§ **EXERCISE DESCRIPTION**
Once the line with "let flipbook = self" is found in the entries below, print it and each following line exactly, stopping after the line with "Ok(Some(flipbook))"; print nothing else.

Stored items
····················

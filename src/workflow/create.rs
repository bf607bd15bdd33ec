//! Creation: validate a selected PDF against the plan tier, upload it,
//! generate a thumbnail, and insert the record.
//!
//! Steps run in order and the record insert is last, so a failure after the
//! upload leaves the PDF in storage without a record.

use super::{FlipbookService, Session};
use crate::config::PlanLimits;
use crate::deck;
use crate::error::{FlipbookError, ValidationError};
use crate::model::{Flipbook, FlipbookStatus, NewFlipbook, Role, UserId};
use crate::pipeline::encode::JPEG_MIME;
use crate::pipeline::input::PdfSource;
use crate::store::{self, Bucket};
use std::fmt;
use tracing::{info, warn};
use uuid::Uuid;

const PDF_MIME: &str = "application/pdf";

/// A file picked by the user.
#[derive(Clone, PartialEq, Eq)]
pub struct SelectedFile {
    pub name: String,
    pub bytes: Vec<u8>,
}

impl SelectedFile {
    pub fn new(name: impl Into<String>, bytes: Vec<u8>) -> Self {
        Self {
            name: name.into(),
            bytes,
        }
    }

    pub fn size(&self) -> u64 {
        self.bytes.len() as u64
    }
}

impl fmt::Debug for SelectedFile {
    fn fmt(&self, f: &mut fmt::Formatter<'_>) -> fmt::Result {
        f.debug_struct("SelectedFile")
            .field("name", &self.name)
            .field("size", &self.bytes.len())
            .finish()
    }
}

/// The create form.
#[derive(Debug, Clone, Default, PartialEq, Eq)]
pub struct CreateRequest {
    pub title: String,
    pub file: Option<SelectedFile>,
}

/// Check a file against the user's tier before anything is uploaded.
///
/// A file exactly at the limit is accepted. A tier with a flipbook cap
/// rejects once the user already owns that many.
pub fn check_limits(
    limits: &PlanLimits,
    role: Role,
    file_size: u64,
    existing: usize,
) -> Result<(), ValidationError> {
    let tier = limits.for_role(role);

    if file_size > tier.max_file_bytes {
        let upgrade_hint = match role {
            Role::Free => Some(limits.pro.max_file_mb()),
            Role::Pro => None,
        };
        return Err(ValidationError::FileTooLarge {
            limit_mb: tier.max_file_mb(),
            upgrade_hint,
        });
    }

    if let Some(max) = tier.max_flipbooks {
        if existing >= max {
            return Err(ValidationError::PlanLimitReached { limit: max });
        }
    }

    Ok(())
}

impl FlipbookService {
    /// Submit the create form.
    ///
    /// Returns `Ok(None)` without doing anything when the title or file is
    /// missing, matching a form whose submit button does nothing until both
    /// are filled in.
    pub async fn create_flipbook(
        &self,
        session: Option<&Session>,
        request: CreateRequest,
    ) -> Result<Option<Flipbook>, FlipbookError> {
        let title = request.title.trim();
        let file = match request.file {
            Some(file) if !title.is_empty() => file,
            _ => return Ok(None),
        };

        let session = session.ok_or(FlipbookError::Unauthenticated)?;
        let user = session.user_id;

        let role = self.records().get_user_role(user).await?;
        let existing = self.records().count_flipbooks(user).await?;
        check_limits(&self.config().plan_limits, role, file.size(), existing)?;

        // ── Upload ───────────────────────────────────────────────────────
        let pdf_path = store::pdf_object_path(user, &Uuid::new_v4().to_string(), &file.name);
        self.assets()
            .upload(Bucket::Pdfs, &pdf_path, file.bytes, PDF_MIME)
            .await?;
        info!(user_id = %user, path = %pdf_path, "Uploaded PDF");

        // ── Thumbnail (best effort) ──────────────────────────────────────
        let thumbnail_path = self.generate_thumbnail(user, &pdf_path).await;

        // ── Record ───────────────────────────────────────────────────────
        let flipbook = self
            .records()
            .insert_flipbook(NewFlipbook {
                user_id: user,
                title: title.to_string(),
                pdf_storage_path: pdf_path,
                thumbnail_path,
                status: FlipbookStatus::Ready,
            })
            .await?;

        info!(user_id = %user, flipbook_id = %flipbook.id, "Flipbook created");
        Ok(Some(flipbook))
    }

    /// Render page 1 of the uploaded PDF and store it. Any failure is logged
    /// and yields `None`.
    async fn generate_thumbnail(&self, user: UserId, pdf_path: &str) -> Option<String> {
        let url = self.assets().public_url(Bucket::Pdfs, pdf_path);
        let source = PdfSource::Url(url);
        let thumb = match deck::render_thumbnail(self.rasterizer(), &source, self.config()).await {
            Ok(page) => page,
            Err(e) => {
                warn!("Failed to generate thumbnail: {}", e);
                return None;
            }
        };

        let path = store::thumbnail_object_path(user, &Uuid::new_v4().to_string());
        match self
            .assets()
            .upload(Bucket::Thumbnails, &path, thumb.data, JPEG_MIME)
            .await
        {
            Ok(()) => Some(path),
            Err(e) => {
                warn!("Failed to upload thumbnail: {}", e);
                None
            }
        }
    }
}

#[cfg(test)]
mod tests {
    use super::*;

    const MB: u64 = 1024 * 1024;

    #[test]
    fn free_file_at_limit_is_accepted() {
        let limits = PlanLimits::default();
        assert!(check_limits(&limits, Role::Free, 10 * MB, 0).is_ok());
    }

    #[test]
    fn free_file_over_limit_mentions_pro() {
        let limits = PlanLimits::default();
        let err = check_limits(&limits, Role::Free, 10 * MB + 1, 0).unwrap_err();
        assert_eq!(
            err.to_string(),
            "File size must be less than 10MB (upgrade to Pro for 50MB)"
        );
    }

    #[test]
    fn pro_file_over_limit() {
        let limits = PlanLimits::default();
        assert!(check_limits(&limits, Role::Pro, 50 * MB, 100).is_ok());
        let err = check_limits(&limits, Role::Pro, 50 * MB + 1, 0).unwrap_err();
        assert_eq!(err.to_string(), "File size must be less than 50MB");
    }

    #[test]
    fn free_count_cap() {
        let limits = PlanLimits::default();
        assert!(check_limits(&limits, Role::Free, MB, 2).is_ok());
        assert_eq!(
            check_limits(&limits, Role::Free, MB, 3),
            Err(ValidationError::PlanLimitReached { limit: 3 })
        );
    }

    #[test]
    fn size_is_checked_before_count() {
        let limits = PlanLimits::default();
        let err = check_limits(&limits, Role::Free, 11 * MB, 5).unwrap_err();
        assert!(matches!(err, ValidationError::FileTooLarge { .. }));
    }
}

····················

§ **TASK OUTPUT**
        let flipbook = self
            .records()
            .insert_flipbook(NewFlipbook {
                user_id: user,
                title: title.to_string(),
                pdf_storage_path: pdf_path,
                thumbnail_path,
                status: FlipbookStatus::Ready,
            })
            .await?;

        info!(user_id = %user, flipbook_id = %flipbook.id, "Flipbook created");
        Ok(Some(flipbook))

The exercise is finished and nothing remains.